# Assignment
Every record, from the first line to the last, needs to be given again exactly.

# Stored items from a collection
################
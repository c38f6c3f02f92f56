//! Stream-type events: run telemetry fan-out and broadcast upserts.
//!
//! Neither applies presence, view or identity checks. Run telemetry is
//! multi-viewer and append-only; broadcasts are global. Payload field names
//! (`Broadcast`, `NewBroadcast`, `BroadcastID`) are wire contract.

use serde::de::DeserializeOwned;
use tracing::{debug, warn};

use coho_core::{Broadcast, EventKind, WorkflowNodeRun, WorkflowRun};

use crate::classify::Event;
use crate::Reconciler;

fn parse_payload<T: DeserializeOwned>(
    payload: &serde_json::Map<String, serde_json::Value>,
) -> serde_json::Result<T> {
    serde_json::from_value(serde_json::Value::Object(payload.clone()))
}

impl Reconciler {
    pub(crate) async fn fan_out_run(&self, event: &Event) {
        match event.kind {
            EventKind::RunWorkflow => {
                let Some(workflow) = event.workflow_name.as_deref() else {
                    warn!(kind = %event.kind.as_str(), "run event without workflow name, dropping");
                    debug_assert!(false, "classified run event without workflow name");
                    return;
                };
                match parse_payload::<WorkflowRun>(&event.payload) {
                    Ok(run) => {
                        debug!(project = %event.project_key, workflow = %workflow, num = run.num, "publishing run");
                        self.runs.publish_run(&event.project_key, workflow, run).await;
                    }
                    Err(err) => warn!(error = %err, "malformed run payload, dropping"),
                }
            }
            EventKind::RunWorkflowNode => match parse_payload::<WorkflowNodeRun>(&event.payload) {
                Ok(node_run) => {
                    debug!(run_id = node_run.workflow_run_id, "publishing node run");
                    self.runs.publish_node_run(node_run).await;
                }
                Err(err) => warn!(error = %err, "malformed node run payload, dropping"),
            },
            other => debug!(kind = %other.as_str(), "not a run event"),
        }
    }

    pub(crate) async fn apply_broadcast(&self, event: &Event) {
        match event.kind {
            EventKind::BroadcastAdd => self.upsert_broadcast(event, "Broadcast").await,
            EventKind::BroadcastUpdate => self.upsert_broadcast(event, "NewBroadcast").await,
            EventKind::BroadcastDelete => {
                let Some(id) = event.payload.get("BroadcastID").and_then(|v| v.as_i64()) else {
                    warn!("broadcast delete without BroadcastID, dropping");
                    return;
                };
                if let Err(err) = self.broadcasts.evict(id).await {
                    warn!(id, error = %err, "broadcast evict failed");
                }
            }
            other => debug!(kind = %other.as_str(), "not a broadcast event"),
        }
    }

    async fn upsert_broadcast(&self, event: &Event, field: &'static str) {
        let Some(body) = event.payload.get(field) else {
            warn!(field, "broadcast event without body, dropping");
            return;
        };
        match serde_json::from_value::<Broadcast>(body.clone()) {
            Ok(broadcast) => {
                debug!(id = broadcast.id, "upserting broadcast");
                if let Err(err) = self.broadcasts.upsert(broadcast).await {
                    warn!(error = %err, "broadcast upsert failed");
                }
            }
            Err(err) => warn!(field, error = %err, "malformed broadcast body, dropping"),
        }
    }
}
################
# Task answer
repository c38f6c3f02f92f56
//! Stream-type events: run telemetry fan-out and broadcast upserts.
//!
//! Neither applies presence, view or identity checks. Run telemetry is
//! multi-viewer and append-only; broadcasts are global. Payload field names
//! (`Broadcast`, `NewBroadcast`, `BroadcastID`) are wire contract.

use serde::de::DeserializeOwned;
use tracing::{debug, warn};

use coho_core::{Broadcast, EventKind, WorkflowNodeRun, WorkflowRun};

use crate::classify::Event;
use crate::Reconciler;

fn parse_payload<T: DeserializeOwned>(
    payload: &serde_json::Map<String, serde_json::Value>,
) -> serde_json::Result<T> {
    serde_json::from_value(serde_json::Value::Object(payload.clone()))
}

impl Reconciler {
    pub(crate) async fn fan_out_run(&self, event: &Event) {
        match event.kind {
            EventKind::RunWorkflow => {
                let Some(workflow) = event.workflow_name.as_deref() else {
                    warn!(kind = %event.kind.as_str(), "run event without workflow name, dropping");
                    debug_assert!(false, "classified run event without workflow name");
                    return;
                };
                match parse_payload::<WorkflowRun>(&event.payload) {
                    Ok(run) => {
                        debug!(project = %event.project_key, workflow = %workflow, num = run.num, "publishing run");
                        self.runs.publish_run(&event.project_key, workflow, run).await;
                    }
                    Err(err) => warn!(error = %err, "malformed run payload, dropping"),
                }
            }
            EventKind::RunWorkflowNode => match parse_payload::<WorkflowNodeRun>(&event.payload) {
                Ok(node_run) => {
                    debug!(run_id = node_run.workflow_run_id, "publishing node run");
                    self.runs.publish_node_run(node_run).await;
                }
                Err(err) => warn!(error = %err, "malformed node run payload, dropping"),
            },
            other => debug!(kind = %other.as_str(), "not a run event"),
        }
    }

    pub(crate) async fn apply_broadcast(&self, event: &Event) {
        match event.kind {
            EventKind::BroadcastAdd => self.upsert_broadcast(event, "Broadcast").await,
            EventKind::BroadcastUpdate => self.upsert_broadcast(event, "NewBroadcast").await,
            EventKind::BroadcastDelete => {
                let Some(id) = event.payload.get("BroadcastID").and_then(|v| v.as_i64()) else {
                    warn!("broadcast delete without BroadcastID, dropping");
                    return;
                };
                if let Err(err) = self.broadcasts.evict(id).await {
                    warn!(id, error = %err, "broadcast evict failed");
                }
            }
            other => debug!(kind = %other.as_str(), "not a broadcast event"),
        }
    }

    async fn upsert_broadcast(&self, event: &Event, field: &'static str) {
        let Some(body) = event.payload.get(field) else {
            warn!(field, "broadcast event without body, dropping");
            return;
        };
        match serde_json::from_value::<Broadcast>(body.clone()) {
            Ok(broadcast) => {
                debug!(id = broadcast.id, "upserting broadcast");
                if let Err(err) = self.broadcasts.upsert(broadcast).await {
                    warn!(error = %err, "broadcast upsert failed");
                }
            }
            Err(err) => warn!(field, error = %err, "malformed broadcast body, dropping"),
        }
    }
}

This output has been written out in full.